Pagai. Il mio giro e il suo, ovviamente. Uscimmo nel freddo dell’alba senza dire altro.

***

In macchina, nessuno dei due parlò. Luciana guidava con una mano sul volante e l’altra sul cambio, fissando la strada. Io guardavo le luci dei semafori riflettersi sul parabrezza bagnato.

A metà strada, senza guardarmi, spostò la mano dal cambio e me la appoggiò sul rigonfiamento del pantalone. Premette piano, sentendo l’acciaio sotto la stoffa, la gabbia dura, il pacco gonfio e castigato. Sorrise con un angolo della bocca. Poi alzò il vibratore di due tacche e riportò la mano sul cambio, indifferente, mentre io mi conficcavo le unghie nella coscia per non emettere alcun rumore. Andò avanti così per dieci isolati. Poi lo spense del tutto, senza commentare nulla, come chi spegne l’aria condizionata.

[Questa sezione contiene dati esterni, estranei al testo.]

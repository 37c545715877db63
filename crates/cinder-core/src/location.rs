//! Positions inside generated artifacts

use serde::{Deserialize, Serialize};

/// A position inside a generated text artifact (cdef, header, shim)
#[derive(Debug, Clone, PartialEq, Eq, Hash, Serialize, Deserialize)]
pub struct Location {
    /// Artifact name, e.g. `cdef` or a file path
    pub artifact: String,
    /// Line (1-based)
    pub line: u32,
    /// Column (0-based)
    pub column: u32,
}

impl Location {
    /// Create a new location
    pub fn new(artifact: impl Into<String>, line: u32, column: u32) -> Self {
        Self {
            artifact: artifact.into(),
            line,
            column,
        }
    }

    /// The source line this location points into
    pub fn line_in<'a>(&self, text: &'a str) -> Option<&'a str> {
        let index = (self.line as usize).checked_sub(1)?;
        text.lines().nth(index)
    }
}

impl std::fmt::Display for Location {
    fn fmt(&self, f: &mut std::fmt::Formatter<'_>) -> std::fmt::Result {
        write!(f, "{}:{}:{}", self.artifact, self.line, self.column)
    }
}
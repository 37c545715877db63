//! Integration tests for declaration synthesizers and the module cache

mod common;

use cinder::{CommandSynthesizer, Config, DeclarationSynthesizer, Error, Factory};
use pretty_assertions::assert_eq;

type BinaryFn = extern "C" fn(i32, i32) -> i32;

#[test]
fn test_native_synthesizer_contract() {
    let Some((mut factory, temp)) = common::factory() else {
        return;
    };

    let synthesizer = factory
        .native_synthesizer(false, temp.path().join("support"), common::fixture("make_header.c"))
        .unwrap();

    assert_eq!(synthesizer.make("int a();").unwrap(), "int a();");
    assert_eq!(synthesizer.make("void b() { return 1; }").unwrap(), "void b();");
    assert_eq!(synthesizer.make("int c() { return 1; }").unwrap(), "int c();");
    assert_eq!(
        synthesizer.make("int d() { return 1; } int e() { return 1; }").unwrap(),
        "int d();\nint e();"
    );
    assert_eq!(synthesizer.module().name(), "cinder_release");
    assert!(matches!(synthesizer.make("a\0b"), Err(cinder::SynthesisError::Native(_))));
}

#[test]
fn test_native_synthesizer_is_cached_per_profile() {
    let Some((mut factory, temp)) = common::factory() else {
        return;
    };
    let source = common::fixture("make_header.c");
    let folder = temp.path().join("support");

    let first = factory.native_synthesizer(true, &folder, &source).unwrap();
    let second = factory.native_synthesizer(true, &folder, &source).unwrap();
    assert!(first.module().same_module(second.module()));
    assert_eq!(first.module().name(), "cinder_debug");
    assert_eq!(factory.cache().build_count(), 1);

    factory.native_synthesizer(false, &folder, &source).unwrap();
    assert_eq!(factory.cache().build_count(), 2);

    let moved = temp.path().join("moved");
    factory.native_synthesizer(true, &moved, &source).unwrap();
    factory.native_synthesizer(false, &moved, &source).unwrap();
    factory.native_synthesizer(false, &moved, &source).unwrap();
    assert_eq!(factory.cache().build_count(), 4);
    assert!(moved.join("cinder_debug").is_dir());
    assert!(moved.join("cinder_release").is_dir());
}

#[test]
fn test_pipeline_with_native_synthesizer() {
    let Some((mut factory, temp)) = common::factory() else {
        return;
    };
    let synthesizer = factory
        .native_synthesizer(false, temp.path().join("support"), common::fixture("make_header.c"))
        .unwrap();
    factory.set_synthesizer(Box::new(synthesizer));

    let module = factory
        .create_unit("native_add2")
        .add_source_text("int add2(int a, int b) { return a + b; }")
        .finalize()
        .unwrap();

    assert_eq!(factory.pipeline().synthesizer().name(), "native");
    let add2 = unsafe { module.function::<BinaryFn>("add2").unwrap() };
    assert_eq!(add2(20, 22), 42);
}

#[test]
fn test_failing_synthesizer_degrades_to_empty_header() {
    let Some((mut factory, _temp)) = common::factory() else {
        return;
    };
    factory.set_synthesizer(Box::new(CommandSynthesizer::new("false", vec![])));

    // Synthesis failure leaves an empty header, which binds nothing.
    let module = factory
        .create_unit("no_header")
        .add_source_text("int lonely(void) { return 1; }")
        .finalize()
        .unwrap();

    assert!(module.symbol_names().is_empty());
    assert_eq!(module.cdef(), "");
}

#[test]
fn test_command_synthesizer_in_pipeline() {
    let Some((mut factory, _temp)) = common::factory() else {
        return;
    };
    let header = CommandSynthesizer::new("sh", vec!["-c".to_string(), "echo 'int seven(void);'".to_string()]);
    assert_eq!(header.synthesize("ignored").unwrap(), "int seven(void);");
    factory.set_synthesizer(Box::new(header));

    let module = factory
        .create_unit("seven")
        .add_source_text("int seven(void) { return 7; }")
        .finalize()
        .unwrap();

    let seven = unsafe { module.function::<extern "C" fn() -> i32>("seven").unwrap() };
    assert_eq!(seven(), 7);
}

#[test]
fn test_missing_synthesizer_source() {
    let Some((mut factory, temp)) = common::factory() else {
        return;
    };

    let result = factory.native_synthesizer(false, temp.path(), temp.path().join("absent.c"));

    assert!(matches!(result, Err(Error::Configuration(_))));
    assert_eq!(factory.cache().build_count(), 0);
}

#[test]
fn test_debug_factory_builds_debug_synthesizer() {
    let Some((_factory, temp)) = common::factory() else {
        return;
    };
    let mut config = Config::default();
    config.generation.gen_root = temp.path().join("gen");
    let mut factory = Factory::debug(config);

    let synthesizer = factory
        .synthesizer(temp.path().join("support"), common::fixture("make_header.c"))
        .unwrap();

    assert_eq!(synthesizer.module().name(), "cinder_debug");
    assert_eq!(synthesizer.make("int z() { return 0; }").unwrap(), "int z();");
}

Non sono un uomo che si lamenta. Non mi sono mai lamentato di nulla con Luciana, e sarebbe ridicolo cominciare adesso. Lei è sempre stata così con me: diretta, senza margine per la trattativa, senza bisogno di spiegare nulla. Ma non posso neppure dire di essere vittima di qualcosa, perché quella sarebbe la bugia più grande che potrei costruire. Sono qui perché voglio esserci. Perché quando provo a non esserci, finisce uguale.

Con me è sempre stata una puttana, egoista, calcolatrice. Ma non le ho mai rinfacciato niente, perché ai suoi occhi io non sono un uomo integro, e lo sappiamo entrambi. Sono qualcuno che ha scelto questo. Che continua a sceglierlo ogni volta.

Frenò davanti al mio palazzo. Motore al minimo. La strada era vuota a quell’ora.

Prima che aprissi la portiera, Luciana mi afferrò per il braccio. Mi tirò verso di sé e mi baciò. Un bacio lungo, senza urgenza, con quella sua concentrazione che fa sparire tutto il resto. Mi infilò la lingua fino in fondo, cercando il gusto che l’altra aveva lasciato nella mia bocca, succhiandomelo piano come se le appartenesse di diritto. Sapeva di vodka e di qualcosa che non seppi identificare. Con l’altra mano mi strinse la gabbia sopra i pantaloni, con la forza sufficiente a farmi ansimare dentro il bacio. Quando finì, mi lasciò andare e tornò a guardare davanti a sé, come se niente fosse.

—Scendi.

Scesi. Rimasi in piedi sul marciapiede, guardandola dal finestrino. Venticinque anni e uno sguardo che mi valuta come se fossi una cosa che ha trovato e ha deciso di tenersi, ma sempre con la libertà implicita di restituirla quando le pare.

—Domenica c’è l’asado dalla nonna — disse —. Non arrivare tardi. E porta i miei saluti a mamma e papà.

Sorrise di lato, con quella sensualità senza sforzo che ancora faccio fatica a credere esista al mondo. Partì prima che potessi elaborare la frase. Le luci posteriori dell’auto sparirono girando l’angolo, dirette all’appartamento dove l’aspettavano suo marito e mio nipote.

Accesi una sigaretta. La prima di tutta la notte. Il fumo salì diritto nell’aria immobile dell’alba.

Dall’alto arrivò il suono di una finestra che si apriva. Mia moglie si affacciò con la vestaglia sulle spalle e un sorriso tranquillo, lo stesso che ha quando aspetta qualcuno che ama.

—Sei già tornato? — chiese —. Com’era Luciana?

Guardai l’angolo vuoto dove l’auto di mia figlia aveva svoltato. Poi alzai lo sguardo verso mia moglie.

—Bene — risposi —. Sta bene.

Salì le scale lentamente, la sigaretta a metà tra le dita, il sapore di Luciana ancora in bocca mescolato alla scia salata della mora sulla lingua. Il vibratore spento, la gabbia immobile e fredda contro la pelle castigata, con la macchia umida del preseminale che si asciugava contro lo slip. E la certezza, rinnovata ancora una volta, che questo segreto è l’unica cosa che custodirò con assoluta fedeltà per il resto della mia vita.